第3区は、丸亀市の一部や観音寺市などを選挙区とし、自民党の現職・大野敬太郎が5期にわたる実績を背景に優位に進める展開を見せている。大野は防衛・安全保障のスペシャリストとして、緊迫する国際情勢への対応力をアピールする。これに対し、国民民主党は新人の川崎智光を擁立し、初めての公認候補として挑む。また、日本維新の会からも細川修平が立候補し、保守分裂の要素を含んだ激しい三つどもえの戦いとなっている。

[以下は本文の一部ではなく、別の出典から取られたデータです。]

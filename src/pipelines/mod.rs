// Pipeline modules organized by functionality
pub mod zero_shot_classification;

pub use zero_shot_classification::{
    ClassificationOutput, Prediction, ZeroShotClassificationPipeline,
    ZeroShotClassificationPipelineBuilder,
};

  1. 大野敬太郎(自由民主党):国家安全保障と経済基盤の強化を主張。
  2. 川崎智光(国民民主党):現役世代の負担軽減と実質賃金の向上を掲げる。
  3. 細川修平(日本維新の会):徹底した行財政改革と規制緩和による地域活性化を提言。

候補者プロファイル:香川1区

小川淳也(54歳)は、旧自治省出身。趣味はウォーキングと読書で、誠実で愚直な政治姿勢はドキュメンタリー映画でも話題となった。「公正な分配と中道の再生」を政治理念に掲げ、格差是正を強く主張する。公約には、消費税減税を含む抜本的な税制改革を盛り込んでいる。
対する平井卓也(68歳)は、広告代理店や放送局社長を経て政界入り。趣味は音楽制作やガジェット収集と多才で、デジタル庁の初代大臣も務めた。「変革を、恐れない。」を理念とし、デジタル技術を用いた地方創生を提唱。公約では、最先端技術の導入による産業競争力の強化を訴える。

候補者プロファイル:香川2区・3区

玉木雄一郎(56歳)は、旧大蔵省出身。趣味はギター演奏と歌唱で、YouTubeでの積極的な発信が特徴。政治理念は「対決より解決」で、現実的な政策提言を重んじる。公約として、ガソリン税の減税(トリガー条項の凍結解除)と社会保険料の軽減を強調している。
大野敬太郎(57歳)は、大学院で博士号を取得した研究者出身。趣味は空手(黒帯)。政治理念は「誇りある日本の再建」であり、国防と先端技術の保護をライフワークとする。公約では、地方のインフラ整備と、災害に強い強靭な国土づくりを挙げている。

主要政党の歴史と特徴

自由民主党は、1955年の保守合同により結成された日本最大の保守政党である。長年にわたり政権を担い、日米同盟を基軸とした外交と、安定した経済成長を重視する。今回の選挙では党の刷新と信頼回復を掲げ、比例代表制も含めた議席確保を目指す。
国民民主党は、中道・改革・現実主義を標榜する政党である。特に若年層や働く世代の支持を急速に伸ばしており、政策本位の野党として存在感を示している。
中道改革連合は、2026年を前に既存の野党が再編される形で誕生した新勢力である。リベラルから保守中道までを包摂し、行き過ぎた新自由主義の是正を訴える。
日本共産党は、戦前から続く歴史を持つ政党であり、一貫して国民の生活守護と平和憲法の維持を掲げる。
日本維新の会は、大阪から発祥した地域政党をルーツとし、身を切る改革をスローガンに行政の効率化を徹底して追及する特徴がある。

小選挙区制の意義と香川の特異性

現在の小選挙区制においては、個人の人気だけでなく政党の支持率が勝敗を大きく左右する。香川県は、かつて自民党の王国と呼ばれたが、近年は小川や玉木といった強力な野党候補の台頭により、全国でも稀に見る激戦県へと変貌した。有権者の高い政治意識が反映される投票結果は、四国全体の勢力図をも塗り替える可能性を秘めている。